Belarusian economist and politician (born 1961)

Vladimir Viktorovich Amarin (Note: Уладзімір Віктаравіч Амарын; Владимир Викторович Амарин) (born 1961) is a Belarusian economist and politician. He most notably served as Minister of Finance from 2014 to 2018.

Born in Minsk, Amarin graduated from the Belarus State Economic University in 1983 before working in the financial sector. In 2001 he became Head of the Main Directorate of Budget Policy, a position he held until 2006 when he left and graduated from the Academy of Public Administration. He then became one of the Deputy Ministers of Finance, and by 2008 he was the First Deputy Prime Minister of Finance. On 6 November 2014, Alexander Lukashenko nominated Amarin to be Minister of Finance. In this role, he forged closer ties with China and also attempted negotiations with the IMF. However, he was dismissed in 2018. (Note: He was briefly succeeded as minister in October 2015, but returned in December.) Since his time as minister he has been a part of the Standing Committee of the Union State, where he is Deputy Secretary of State.

== Early life ==
Amarin was born in 1961 in Minsk in the Byelorussian SSR. In 1983 he graduated from the Belarus State Economic University,. Afterward, he worked in the financial sector in various positions for a while. From 2001 to 2006 he was Head of the Main Directorate of Budget Policy. In this role, he helped create the 2005 budget which had resources for industry innovation, reduced the emergency tax rate, and Amarin said that Belarus would try to obtain a credit rating to attract foreign funding. The same year he left, in 2006, he graduated from the Academy of Public Administration.

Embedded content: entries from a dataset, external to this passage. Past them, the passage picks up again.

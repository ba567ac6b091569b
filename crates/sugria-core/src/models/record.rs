//! Submission record: the data a wizard collects.

use std::collections::BTreeMap;

use serde::{Deserialize, Serialize};

use super::{FileAttachment, FormKind};
use crate::error::{PortalError, Result};

/// A single field value inside a section.
#[derive(Debug, Clone, PartialEq, Eq, Serialize, Deserialize)]
#[serde(tag = "type", content = "value", rename_all = "lowercase")]
pub enum FieldValue {
    /// Free text, choices, dates and numbers as typed
    Text(String),

    /// Checkbox-style boolean
    Flag(bool),

    /// Upload slot, empty until a file is attached
    File(Option<FileAttachment>),
}

impl FieldValue {
    /// Text content, or `""` for non-text values.
    pub fn as_text(&self) -> &str {
        match self {
            FieldValue::Text(s) => s,
            _ => "",
        }
    }

    /// Boolean content, `false` for non-flag values.
    pub fn as_flag(&self) -> bool {
        matches!(self, FieldValue::Flag(true))
    }

    /// Attached file, if any.
    pub fn as_file(&self) -> Option<&FileAttachment> {
        match self {
            FieldValue::File(file) => file.as_ref(),
            _ => None,
        }
    }

    /// Whether the value counts as "not filled in": blank text, an unset
    /// flag, or an empty upload slot.
    pub fn is_empty(&self) -> bool {
        match self {
            FieldValue::Text(s) => s.trim().is_empty(),
            FieldValue::Flag(b) => !b,
            FieldValue::File(f) => f.is_none(),
        }
    }
}

/// One named namespace of fields, owned by one wizard step.
#[derive(Debug, Clone, Default, PartialEq, Eq, Serialize, Deserialize)]
#[serde(transparent)]
pub struct Section(BTreeMap<String, FieldValue>);

impl Section {
    pub fn get(&self, field: &str) -> Option<&FieldValue> {
        self.0.get(field)
    }

    /// Set `field`, returning the previous value.
    pub fn set(&mut self, field: impl Into<String>, value: FieldValue) -> Option<FieldValue> {
        self.0.insert(field.into(), value)
    }

    /// Text of `field`, or `""` when absent.
    pub fn text(&self, field: &str) -> &str {
        self.get(field).map(FieldValue::as_text).unwrap_or("")
    }

    /// Flag of `field`, or `false` when absent.
    pub fn flag(&self, field: &str) -> bool {
        self.get(field).is_some_and(FieldValue::as_flag)
    }

    /// Attachment in `field`, if any.
    pub fn file(&self, field: &str) -> Option<&FileAttachment> {
        self.get(field).and_then(FieldValue::as_file)
    }

    pub fn iter(&self) -> impl Iterator<Item = (&str, &FieldValue)> {
        self.0.iter().map(|(k, v)| (k.as_str(), v))
    }

    pub fn is_empty(&self) -> bool {
        self.0.is_empty()
    }
}

impl FromIterator<(String, FieldValue)> for Section {
    fn from_iter<I: IntoIterator<Item = (String, FieldValue)>>(iter: I) -> Self {
        Self(iter.into_iter().collect())
    }
}

/// Everything a wizard collects, grouped into independent sections.
///
/// One record type serves all three forms. The [`FormKind`] decides which
/// sections exist; the recovery `token` is only set for
/// [`FormKind::Update`].
///
/// # Examples
///
/// ```rust
/// use sugria_core::forms::FormSchema;
/// use sugria_core::models::{FieldValue, FormKind};
///
/// let mut record = FormSchema::for_kind(FormKind::Join).empty_record();
/// record.set_field("personal", "fullName", FieldValue::Text("Ada Obi".into()))?;
/// assert_eq!(record.text("personal", "fullName"), "Ada Obi");
/// assert_eq!(record.text("emergency", "name"), "");
/// # Ok::<(), sugria_core::PortalError>(())
/// ```
#[derive(Debug, Clone, PartialEq, Eq, Serialize, Deserialize)]
pub struct SubmissionRecord {
    /// Form this record belongs to
    pub kind: FormKind,

    /// Sections keyed by name
    pub sections: BTreeMap<String, Section>,

    /// Recovery token for the update form
    #[serde(default, skip_serializing_if = "Option::is_none")]
    pub token: Option<String>,
}

impl SubmissionRecord {
    /// An empty record with no sections. Use
    /// [`FormSchema::empty_record`](crate::forms::FormSchema::empty_record)
    /// for a record initialised with every field of a form.
    pub fn new(kind: FormKind) -> Self {
        Self {
            kind,
            sections: BTreeMap::new(),
            token: None,
        }
    }

    pub fn section(&self, name: &str) -> Option<&Section> {
        self.sections.get(name)
    }

    pub fn section_mut(&mut self, name: &str) -> Option<&mut Section> {
        self.sections.get_mut(name)
    }

    /// Set one field of one section. Other sections are never touched.
    ///
    /// # Errors
    ///
    /// Returns `PortalError::InvalidInput` if the section does not exist.
    pub fn set_field(&mut self, section: &str, field: &str, value: FieldValue) -> Result<()> {
        let target = self.sections.get_mut(section).ok_or_else(|| {
            PortalError::invalid_input(format!("{section}.{field}"))
                .with_reason(format!("unknown section '{section}'"))
        })?;
        target.set(field, value);
        Ok(())
    }

    pub fn field(&self, section: &str, field: &str) -> Option<&FieldValue> {
        self.section(section).and_then(|s| s.get(field))
    }

    /// Text of `section.field`, or `""` when absent.
    pub fn text(&self, section: &str, field: &str) -> &str {
        self.section(section).map(|s| s.text(field)).unwrap_or("")
    }

    /// Flag of `section.field`, or `false` when absent.
    pub fn flag(&self, section: &str, field: &str) -> bool {
        self.section(section).is_some_and(|s| s.flag(field))
    }

    /// Attachment in `section.field`, if any.
    pub fn file(&self, section: &str, field: &str) -> Option<&FileAttachment> {
        self.section(section).and_then(|s| s.file(field))
    }

    /// Every attached file as `(section, field, attachment)`.
    pub fn attachments(&self) -> impl Iterator<Item = (&str, &str, &FileAttachment)> {
        self.sections.iter().flat_map(|(section, fields)| {
            fields
                .iter()
                .filter_map(move |(field, value)| value.as_file().map(|f| (section.as_str(), field, f)))
        })
    }
}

From 2006 to 2008 he was one of the Deputy Ministers of Finance of Belarus. Afterwards, starting in 2007, he was First Deputy Minister of Finance. He also became Head of the Table Tennis Federation of Belarus in 2011, which he headed until 2018.

== Political career ==
On 6 November 2014, after 6 years of being First Deputy Minister, Alexander Lukashenko appointed Amarin Minister of Finance. On 16 October 2015, the government was temporarily resigned, but on 17 December 2015 he was re-appointed minister.

Generally, he did not speak much on issues besides the budget. Amarin encouraged the export of potash, keeping it on zero duty. He also deepened financial ties with China. He attempted to come to a greater understanding with the IMF in 2016 and said that the country had paid more than $3.3 billion in debt repayment, but the IMF did not grant Belarus an unconditional loan. However, Amarin did negotiate a loan with the Eurasian Fund for Stabilization and Development.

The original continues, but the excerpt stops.